Trump Is Back. So Are Millions of Protesters

It took 75 days of Donald Trump’s second presidency for voters to hit the streets en masse. Millions of people showed up this weekend for more than 1,200 anti-Trump demonstrations—all of them peaceful—throughout all 50 states, from Alaska to Alabama to Arizona. According to data journalist G. Elliott Morris, “general search interest for the term protest even surpassed levels during Trump’s first term, except for the summer 2020 protests on racial justice and policing.”

What makes this show of force especially notable is how the demonstrations spread through so many different local communities, including in some typically MAGA-friendly terrain. There was “a strong signal that this is not constrained to liberal cities,” Laura Gamboa, a political scientist and professor at Notre Dame, tells me. “Democrat and Republican constituents are unhappy.”

Of course, there are a lot of complicated reasons for the cynicism and despair that currently characterize American life. But what the protesters are unhappy about is quite simple: Trump and Elon Musk are on a crusade to gut broad swaths of the federal government, threatening vital components of the welfare state, including Social Security and Medicare. Recent polling has pointed to public frustrations with Trump and the DOGE-ification of American life, as I’ve previously noted, but this past weekend’s “Hands Off!” protests vividly revealed how Trumpism and its many forms of fuckery have truly broken through to the wider electorate, something members of the mainstream media—myself included—had been wondering about.

The demonstrations don’t just show that the president’s bad policies are penetrating the consciousness of the greater electorate; they also function as tangible evidence that Trumpism isn’t popular and that the larger electorate won’t just go along with it. “[The protests] prove that the Trumpist regime’s main justification for its authoritarian assertion of power—that Trump has a ‘mandate,’ that he’s enacting the ‘will of the people,’ that his agenda represents a broad consensus—is a dangerous lie that we must not perpetuate,” historian Thomas Zimmer, a visiting professor at Georgetown, tells me. “They remind others that such acts of public defiance are indeed possible; they encourage people who may have felt alone or defeated; they create community even across large geographical distances.”

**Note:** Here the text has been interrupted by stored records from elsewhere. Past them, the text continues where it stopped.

//! Shared NOTIFY listener feeding decoded events into a channel.

use std::net::IpAddr;
use std::sync::Arc;

use callback_server::{CallbackServer, EventRouter, NotificationPayload};
use raumfeld_api::decode_notification;
use tokio::sync::mpsc;
use tokio::task::JoinHandle;
use tokio_util::sync::CancellationToken;

use crate::error::Result;
use crate::types::{SpeakerEvent, SpeakerId};

/// One HTTP listener for all speakers.
///
/// Notifications are decoded on a task of their own; a payload that does not
/// decode is logged and dropped without affecting later ones.
pub struct NotificationListener {
    server: CallbackServer,
    decode_task: JoinHandle<()>,
}

impl NotificationListener {
    /// Bind the first free port in `port_range` and start decoding into `sink`.
    pub async fn start(
        port_range: (u16, u16),
        sink: mpsc::UnboundedSender<SpeakerEvent>,
    ) -> Result<Self> {
        let (tx, rx) = mpsc::unbounded_channel();
        let server = CallbackServer::new(port_range, tx).await?;
        let decode_task = tokio::spawn(decode_loop(rx, sink));

        Ok(Self {
            server,
            decode_task,
        })
    }

    pub fn port(&self) -> u16 {
        self.server.port()
    }

    pub fn router(&self) -> Arc<EventRouter> {
        self.server.router().clone()
    }

    /// Callback URL for `speaker_id`, reachable via `local_addr`
    pub fn callback_url(&self, local_addr: IpAddr, speaker_id: &SpeakerId) -> String {
        self.server.callback_url(local_addr, speaker_id.as_str())
    }

    /// Serve until `cancel` fires, then shut down.
    pub async fn run(self, cancel: CancellationToken) {
        cancel.cancelled().await;
        self.shutdown().await;
    }

    /// Stop serving and stop decoding.
    ///
    /// Notifications still queued for the decoder are dropped.
    pub async fn shutdown(self) {
        self.server.shutdown().await;
        // Router clones handed out to managers keep the channel open
        self.decode_task.abort();
        match self.decode_task.await {
            Err(e) if e.is_panic() => tracing::warn!(error = %e, "decode task panicked"),
            _ => {}
        }
    }
}

async fn decode_loop(
    mut rx: mpsc::UnboundedReceiver<NotificationPayload>,
    sink: mpsc::UnboundedSender<SpeakerEvent>,
) {
    while let Some(notification) = rx.recv().await {
        let speaker_id = SpeakerId::new(notification.path);

        let changes = match decode_notification(&notification.event_xml) {
            Ok(changes) => changes,
            Err(e) => {
                tracing::warn!(
                    %speaker_id,
                    sid = ?notification.sid,
                    error = %e,
                    "dropping undecodable notification"
                );
                continue;
            }
        };

        for change in changes {
            tracing::debug!(%speaker_id, kind = change.kind(), "property changed");
            let event = SpeakerEvent {
                speaker_id: speaker_id.clone(),
                change,
            };
            if sink.send(event).is_err() {
                tracing::debug!("event sink closed; stopping decoder");
                return;
            }
        }
    }
}

#[cfg(test)]
mod tests {
    use super::*;
    use raumfeld_api::PropertyChange;

    #[tokio::test]
    async fn test_decode_loop_skips_malformed_payloads() {
        let (tx, rx) = mpsc::unbounded_channel();
        let (sink, mut events) = mpsc::unbounded_channel();
        let task = tokio::spawn(decode_loop(rx, sink));

        tx.send(NotificationPayload {
            path: "kitchen".to_string(),
            sid: None,
            event_xml: "<propertyset><property>".to_string(),
        })
        .unwrap();
        tx.send(NotificationPayload {
            path: "bath".to_string(),
            sid: None,
            event_xml: r#"<propertyset><property><LastChange>&lt;Event&gt;&lt;InstanceID val="0"&gt;&lt;PowerState val="ACTIVE"/&gt;&lt;/InstanceID&gt;&lt;/Event&gt;</LastChange></property></propertyset>"#.to_string(),
        })
        .unwrap();
        drop(tx);

        let event = events.recv().await.unwrap();
        assert_eq!(event.speaker_id, SpeakerId::new("bath"));
        assert_eq!(
            event.change,
            PropertyChange::PowerStateChanged {
                state: "ACTIVE".to_string()
            }
        );

        task.await.unwrap();
        assert!(events.recv().await.is_none());
    }
}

Perhaps the most important thing achieved by the millions of people who took to the streets was the creation of a sense of urgency around the critical races to come. Every seat in the House of Representatives will be up for election in November 2026. And Trump—as long as he bucks his nature by respecting a certain democratic norm—is a lame-duck president. Surely Republicans would like to preserve control of all branches of government, and these protests create an important visual for why they shouldn’t. “Collective action events connect individuals to other people and activist groups,” says Gamboa. “If grassroots movements can build from that, it could translate into actions that the government—but perhaps more importantly, members of Congress—cannot ignore.”

Trump spends a lot of time musing about the idea that the American people have given him a “mandate” to enact his radical agenda. “He’s used the word in speeches, interviews, or social media at least 50 times since being elected,” reports an NPR political correspondent. The president uses this propagandistic refrain because Project 2025 is, again, wildly unpopular. However, he also uses it because he’s insecure in his political position, which could be undermined by a calamitous global economy and fragile alliances with mercurial billionaires. After all, he lost the election just over four years ago, as well as the popular vote in 2016. His political fate, too, could turn on a dime.

If you think back to the liberal resistance to Trump in 2017, the pussyhats of the Women’s March, for instance, might seem cringe. But by the looks of what happened in 2020, they—and other forms of pushback—had an impact. The current protests are part of “an urgent call to action directed at the political leaders” who have “failed to put up meaningful resistance,” says Zimmer. “Without large-scale mobilization of the people,” he adds, “whatever is left of American democracy stands little chance.”

Marching in the street may seem trite or a bit cliché. But what’s been successful in the past can also be so in the present. The time for nuance is over; broad collective action and resistance are the only things that will save us.